Excerpts from a dataset
===

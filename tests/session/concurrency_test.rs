// tests/session/concurrency_test.rs
#[path = "../common/mod.rs"]
mod common;

use std::time::Duration;

use common::{labels, params, MemoryConnector, ScriptedStrategy};
use futures::future::join_all;
use object_explorer::expansion::StrategyRegistry;
use object_explorer::session::SessionRegistry;
use object_explorer::tree::{ChildDescriptor, NodeKind};

fn slow_databases(delay: Duration) -> ScriptedStrategy {
    ScriptedStrategy::new("databases", NodeKind::Server)
        .child(ChildDescriptor::new(NodeKind::Database, "sales"))
        .child(ChildDescriptor::new(NodeKind::Database, "inventory"))
        .with_delay(delay)
}

#[tokio::test(flavor = "multi_thread", worker_threads = 4)]
async fn test_concurrent_expands_populate_once() {
    let strategy = slow_databases(Duration::from_millis(100));
    let stats = strategy.stats.clone();
    let registry = SessionRegistry::builder(MemoryConnector::new())
        .strategies(StrategyRegistry::new().with(strategy))
        .build();
    let created = registry.create_session(params()).await.unwrap();

    let responses = join_all((0..5).map(|_| registry.expand(&created.session_id, "srv", false))).await;

    assert_eq!(stats.calls(), 1);
    assert_eq!(stats.max_in_flight(), 1);
    for response in &responses {
        assert_eq!(labels(&response.nodes), vec!["inventory", "sales"]);
        assert!(response.error_message.is_none());
    }
}

#[tokio::test(flavor = "multi_thread", worker_threads = 4)]
async fn test_one_population_per_session_connection() {
    let databases = ScriptedStrategy::new("databases", NodeKind::Server)
        .child(ChildDescriptor::new(NodeKind::Database, "sales"))
        .child(ChildDescriptor::new(NodeKind::Database, "inventory"));
    let tables = ScriptedStrategy::new("tables", NodeKind::Database)
        .child(ChildDescriptor::new(NodeKind::Table, "dbo.orders"))
        .with_delay(Duration::from_millis(100));
    let stats = tables.stats.clone();
    let registry = SessionRegistry::builder(MemoryConnector::new())
        .strategies(StrategyRegistry::new().with(databases).with(tables))
        .build();
    let created = registry.create_session(params()).await.unwrap();
    registry.expand(&created.session_id, "srv", false).await;

    let (sales, inventory) = tokio::join!(
        registry.expand(&created.session_id, "srv/sales", false),
        registry.expand(&created.session_id, "srv/inventory", false)
    );

    assert_eq!(labels(&sales.nodes), vec!["dbo.orders"]);
    assert_eq!(labels(&inventory.nodes), vec!["dbo.orders"]);
    assert_eq!(stats.calls(), 2);
    assert_eq!(stats.max_in_flight(), 1);
}

#[tokio::test(flavor = "multi_thread", worker_threads = 4)]
async fn test_sessions_populate_independently() {
    let strategy = slow_databases(Duration::from_millis(200));
    let stats = strategy.stats.clone();
    let registry = SessionRegistry::builder(MemoryConnector::new())
        .strategies(StrategyRegistry::new().with(strategy))
        .build();
    let a = registry.create_session(params()).await.unwrap();
    let b = registry
        .create_session(params().with_database("inventory"))
        .await
        .unwrap();

    tokio::join!(
        registry.expand(&a.session_id, "srv", false),
        registry.expand(&b.session_id, "srv", false)
    );

    assert_eq!(stats.calls(), 2);
    assert_eq!(stats.max_in_flight(), 2);
}

#[tokio::test]
async fn test_expand_timeout_degrades_to_current_children() {
    let strategy = slow_databases(Duration::from_millis(300));
    let stats = strategy.stats.clone();
    let registry = SessionRegistry::builder(MemoryConnector::new())
        .strategies(StrategyRegistry::new().with(strategy))
        .expand_timeout(Duration::from_millis(50))
        .build();
    let created = registry.create_session(params()).await.unwrap();

    let degraded = registry.expand(&created.session_id, "srv", false).await;
    assert!(degraded.nodes.is_empty());
    assert!(degraded.error_message.unwrap().contains("timed out"));

    // The abandoned population still completes in the background.
    tokio::time::sleep(Duration::from_millis(500)).await;
    let settled = registry.expand(&created.session_id, "srv", false).await;
    assert_eq!(labels(&settled.nodes), vec!["inventory", "sales"]);
    assert!(settled.error_message.is_none());
    assert_eq!(stats.calls(), 1);
}

#[tokio::test(flavor = "multi_thread", worker_threads = 4)]
async fn test_refresh_timeout_keeps_cached_children() {
    let strategy = ScriptedStrategy::new("databases", NodeKind::Server)
        .child(ChildDescriptor::new(NodeKind::Database, "sales"))
        .child(ChildDescriptor::new(NodeKind::Database, "inventory"))
        .with_delay_after(1, Duration::from_millis(400));
    let stats = strategy.stats.clone();
    let registry = SessionRegistry::builder(MemoryConnector::new())
        .strategies(StrategyRegistry::new().with(strategy))
        .expand_timeout(Duration::from_millis(100))
        .build();
    let created = registry.create_session(params()).await.unwrap();

    let first = registry.expand(&created.session_id, "srv", false).await;
    assert_eq!(labels(&first.nodes), vec!["inventory", "sales"]);

    let refreshed = registry.expand(&created.session_id, "srv", true).await;
    assert_eq!(labels(&refreshed.nodes), vec!["inventory", "sales"]);
    assert!(refreshed.error_message.unwrap().contains("timed out"));

    // The refresh is still running; the node lock times out but the cached
    // children are still served.
    let during = registry.expand(&created.session_id, "srv", false).await;
    assert_eq!(labels(&during.nodes), vec!["inventory", "sales"]);
    assert!(during.error_message.unwrap().contains("timed out"));

    tokio::time::sleep(Duration::from_millis(400)).await;
    let settled = registry.expand(&created.session_id, "srv", false).await;
    assert_eq!(labels(&settled.nodes), vec!["inventory", "sales"]);
    assert!(settled.error_message.is_none());
    assert_eq!(stats.calls(), 2);
}

#[tokio::test(flavor = "multi_thread", worker_threads = 4)]
async fn test_waiting_on_busy_node_times_out() {
    let strategy = slow_databases(Duration::from_millis(400));
    let registry = SessionRegistry::builder(MemoryConnector::new())
        .strategies(StrategyRegistry::new().with(strategy))
        .expand_timeout(Duration::from_millis(100))
        .build();
    let created = registry.create_session(params()).await.unwrap();

    let (first, second) = tokio::join!(
        registry.expand(&created.session_id, "srv", false),
        registry.expand(&created.session_id, "srv", false)
    );

    for response in [first, second] {
        assert!(response.nodes.is_empty());
        assert!(response.error_message.unwrap().contains("timed out"));
    }
}

#[tokio::test(flavor = "multi_thread", worker_threads = 4)]
async fn test_close_during_expand() {
    let connector = MemoryConnector::new();
    let stats = connector.stats.clone();
    let registry = SessionRegistry::builder(connector)
        .strategies(StrategyRegistry::new().with(slow_databases(Duration::from_secs(30))))
        .expand_timeout(Duration::from_secs(5))
        .close_timeout(Duration::from_secs(2))
        .build();
    let created = registry.create_session(params()).await.unwrap();
    let session = registry.session(&created.session_id).unwrap();

    let (response, closed) = tokio::join!(
        registry.expand(&created.session_id, "srv", false),
        async {
            tokio::time::sleep(Duration::from_millis(50)).await;
            registry.close_session(&created.session_id).await
        }
    );

    assert!(closed);
    assert!(response.nodes.is_empty());
    assert!(response.error_message.unwrap().contains("closed"));
    assert_eq!(stats.disconnects(), 1);
    assert!(registry.is_empty());
    assert!(session.binding().is_closed());
}
//! Descriptors exchanged with expansion strategies.

use std::collections::BTreeMap;

use serde::{Deserialize, Serialize};

use super::kind::NodeKind;

/// Opaque backend object metadata carried on a node.
#[derive(Debug, Clone, Default, PartialEq, Serialize, Deserialize)]
pub struct ObjectMetadata {
    /// Backend object type (e.g. "Table", "Database").
    #[serde(default)]
    pub metadata_type: String,
    /// Schema the object belongs to.
    #[serde(default)]
    pub schema: Option<String>,
    /// Object name.
    #[serde(default)]
    pub name: String,
    /// Name of the owning object, for columns and similar.
    #[serde(default)]
    pub parent_name: Option<String>,
    /// Backend-specific unique reference.
    #[serde(default)]
    pub urn: Option<String>,
    /// Arbitrary object properties used by property filters.
    #[serde(default)]
    pub properties: BTreeMap<String, serde_json::Value>,
}

impl ObjectMetadata {
    pub fn new(metadata_type: impl Into<String>, name: impl Into<String>) -> Self {
        Self {
            metadata_type: metadata_type.into(),
            name: name.into(),
            ..Default::default()
        }
    }

    pub fn with_schema(mut self, schema: impl Into<String>) -> Self {
        self.schema = Some(schema.into());
        self
    }

    pub fn with_parent(mut self, parent: impl Into<String>) -> Self {
        self.parent_name = Some(parent.into());
        self
    }

    pub fn with_property(mut self, key: impl Into<String>, value: impl Into<serde_json::Value>) -> Self {
        self.properties.insert(key.into(), value.into());
        self
    }

    /// `schema.name` when a schema is present, otherwise the bare name.
    pub fn qualified_name(&self) -> String {
        match &self.schema {
            Some(schema) if !schema.is_empty() => format!("{}.{}", schema, self.name),
            _ => self.name.clone(),
        }
    }
}

/// A child produced by an expansion strategy, before it becomes a tree node.
#[derive(Debug, Clone, PartialEq, Serialize, Deserialize)]
pub struct ChildDescriptor {
    pub kind: NodeKind,
    /// Raw node value.
    pub value: String,
    /// Path segment, defaults to `value`.
    #[serde(default)]
    pub path_name: Option<String>,
    /// Display label, defaults per kind.
    #[serde(default)]
    pub label: Option<String>,
    #[serde(default)]
    pub sub_type: Option<String>,
    #[serde(default)]
    pub status: Option<String>,
    #[serde(default)]
    pub sort_priority: Option<i32>,
    #[serde(default)]
    pub metadata: Option<ObjectMetadata>,
}

impl ChildDescriptor {
    pub fn new(kind: NodeKind, value: impl Into<String>) -> Self {
        Self {
            kind,
            value: value.into(),
            path_name: None,
            label: None,
            sub_type: None,
            status: None,
            sort_priority: None,
            metadata: None,
        }
    }

    /// Descriptor for a fixed folder. Non-folder kinds get an empty value.
    pub fn folder(kind: NodeKind) -> Self {
        Self::new(kind, kind.folder_name().unwrap_or_default())
    }

    /// Descriptor for a schema-qualified object, valued `schema.name`.
    pub fn object(kind: NodeKind, metadata: ObjectMetadata) -> Self {
        let mut desc = Self::new(kind, metadata.qualified_name());
        desc.metadata = Some(metadata);
        desc
    }

    pub fn with_path_name(mut self, path_name: impl Into<String>) -> Self {
        self.path_name = Some(path_name.into());
        self
    }

    pub fn with_label(mut self, label: impl Into<String>) -> Self {
        self.label = Some(label.into());
        self
    }

    pub fn with_sub_type(mut self, sub_type: impl Into<String>) -> Self {
        self.sub_type = Some(sub_type.into());
        self
    }

    pub fn with_status(mut self, status: impl Into<String>) -> Self {
        self.status = Some(status.into());
        self
    }

    pub fn with_sort_priority(mut self, priority: i32) -> Self {
        self.sort_priority = Some(priority);
        self
    }

    pub fn with_metadata(mut self, metadata: ObjectMetadata) -> Self {
        self.metadata = Some(metadata);
        self
    }
}

/// One ancestor in a node's lineage.
#[derive(Debug, Clone, PartialEq, Eq, Serialize, Deserialize)]
pub struct LineageEntry {
    pub kind: NodeKind,
    pub value: String,
}

/// Read-only view of a parent node handed to expansion strategies.
#[derive(Debug, Clone, PartialEq, Serialize, Deserialize)]
pub struct NodeDescriptor {
    pub kind: NodeKind,
    pub value: String,
    pub path: String,
    #[serde(default)]
    pub metadata: Option<ObjectMetadata>,
    /// Ancestors from the root down to and including this node.
    #[serde(default)]
    pub lineage: Vec<LineageEntry>,
}

impl NodeDescriptor {
    /// Value of the nearest node (self included) of the given kind.
    pub fn nearest(&self, kind: NodeKind) -> Option<&str> {
        self.lineage
            .iter()
            .rev()
            .find(|entry| entry.kind == kind)
            .map(|entry| entry.value.as_str())
    }

    /// The database this node lives under, if any.
    pub fn database(&self) -> Option<&str> {
        self.nearest(NodeKind::Database)
    }

    /// Whether the node sits under the "System Databases" folder.
    pub fn under_system_databases(&self) -> bool {
        self.lineage
            .iter()
            .any(|entry| entry.kind == NodeKind::SystemDatabasesFolder)
    }
}
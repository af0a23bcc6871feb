//! Kind-keyed strategy registry.

use std::collections::HashMap;
use std::sync::Arc;

use super::ExpansionStrategy;
use crate::tree::NodeKind;

/// Maps each parent kind to its strategies, in registration order.
pub struct StrategyRegistry<C> {
    by_kind: HashMap<NodeKind, Vec<Arc<dyn ExpansionStrategy<C>>>>,
}

impl<C> Default for StrategyRegistry<C> {
    fn default() -> Self {
        Self::new()
    }
}

impl<C> StrategyRegistry<C> {
    pub fn new() -> Self {
        Self {
            by_kind: HashMap::new(),
        }
    }

    /// Register a strategy for every parent kind it supports.
    pub fn register(&mut self, strategy: impl ExpansionStrategy<C> + 'static) -> &mut Self {
        self.register_shared(Arc::new(strategy))
    }

    pub fn register_shared(&mut self, strategy: Arc<dyn ExpansionStrategy<C>>) -> &mut Self {
        for kind in strategy.supported_parents() {
            self.by_kind
                .entry(*kind)
                .or_default()
                .push(strategy.clone());
        }
        self
    }

    /// Builder-style [`register`](Self::register).
    pub fn with(mut self, strategy: impl ExpansionStrategy<C> + 'static) -> Self {
        self.register(strategy);
        self
    }

    /// Strategies applicable to a parent kind.
    pub fn applicable(&self, kind: NodeKind) -> Vec<Arc<dyn ExpansionStrategy<C>>> {
        self.by_kind.get(&kind).cloned().unwrap_or_default()
    }

    /// Whether any strategy can populate this kind.
    pub fn supports(&self, kind: NodeKind) -> bool {
        self.by_kind.get(&kind).is_some_and(|s| !s.is_empty())
    }
}
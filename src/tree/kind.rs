//! Node kind tags.

use std::fmt;
use std::str::FromStr;

use serde::{Deserialize, Serialize};

/// Closed set of node kinds in the object hierarchy.
///
/// Folder kinds are distinct tags so that expansion strategies can be keyed on
/// them directly (the "Tables" folder and the "System Tables" folder list
/// different objects).
#[derive(Debug, Clone, Copy, PartialEq, Eq, Hash, PartialOrd, Ord, Serialize, Deserialize)]
#[serde(rename_all = "snake_case")]
pub enum NodeKind {
    Server,
    DatabasesFolder,
    SystemDatabasesFolder,
    Database,
    TablesFolder,
    SystemTablesFolder,
    ViewsFolder,
    FunctionsFolder,
    Table,
    View,
    Function,
    ColumnsFolder,
    Column,
}

impl NodeKind {
    /// All kinds, in hierarchy order.
    pub const ALL: [NodeKind; 13] = [
        NodeKind::Server,
        NodeKind::DatabasesFolder,
        NodeKind::SystemDatabasesFolder,
        NodeKind::Database,
        NodeKind::TablesFolder,
        NodeKind::SystemTablesFolder,
        NodeKind::ViewsFolder,
        NodeKind::FunctionsFolder,
        NodeKind::Table,
        NodeKind::View,
        NodeKind::Function,
        NodeKind::ColumnsFolder,
        NodeKind::Column,
    ];

    /// The coarse node type reported to clients.
    pub fn node_type(&self) -> &'static str {
        match self {
            NodeKind::Server => "Server",
            NodeKind::Database => "Database",
            NodeKind::Table => "Table",
            NodeKind::View => "View",
            NodeKind::Function => "Function",
            NodeKind::Column => "Column",
            _ => "Folder",
        }
    }

    /// Display name of a folder kind.
    pub fn folder_name(&self) -> Option<&'static str> {
        match self {
            NodeKind::DatabasesFolder => Some("Databases"),
            NodeKind::SystemDatabasesFolder => Some("System Databases"),
            NodeKind::TablesFolder => Some("Tables"),
            NodeKind::SystemTablesFolder => Some("System Tables"),
            NodeKind::ViewsFolder => Some("Views"),
            NodeKind::FunctionsFolder => Some("Functions"),
            NodeKind::ColumnsFolder => Some("Columns"),
            _ => None,
        }
    }

    pub fn is_folder(&self) -> bool {
        self.folder_name().is_some()
    }

    /// Kinds that never have children.
    pub fn is_leaf(&self) -> bool {
        matches!(self, NodeKind::Column)
    }
}

impl fmt::Display for NodeKind {
    fn fmt(&self, f: &mut fmt::Formatter<'_>) -> fmt::Result {
        match self.folder_name() {
            Some(name) => write!(f, "Folder({})", name),
            None => f.write_str(self.node_type()),
        }
    }
}

/// Error returned when a kind name is not recognised.
#[derive(Debug, Clone, PartialEq, Eq, thiserror::Error)]
#[error("unknown node kind: {0}")]
pub struct UnknownKind(pub String);

impl FromStr for NodeKind {
    type Err = UnknownKind;

    /// Parses the object kinds a client can search for. Folder kinds are not
    /// addressable by name.
    fn from_str(s: &str) -> Result<Self, Self::Err> {
        match s.to_ascii_lowercase().as_str() {
            "server" => Ok(NodeKind::Server),
            "database" => Ok(NodeKind::Database),
            "table" => Ok(NodeKind::Table),
            "view" => Ok(NodeKind::View),
            "function" | "userdefinedfunction" => Ok(NodeKind::Function),
            "column" => Ok(NodeKind::Column),
            _ => Err(UnknownKind(s.to_string())),
        }
    }
}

===

◆ **What you should do**:
What is needed is every line of the records that contains the word "properties".

◆ **Answer to this problem**:
    /// Arbitrary object properties used by property filters.
    pub properties: BTreeMap<String, serde_json::Value>,
        self.properties.insert(key.into(), value.into());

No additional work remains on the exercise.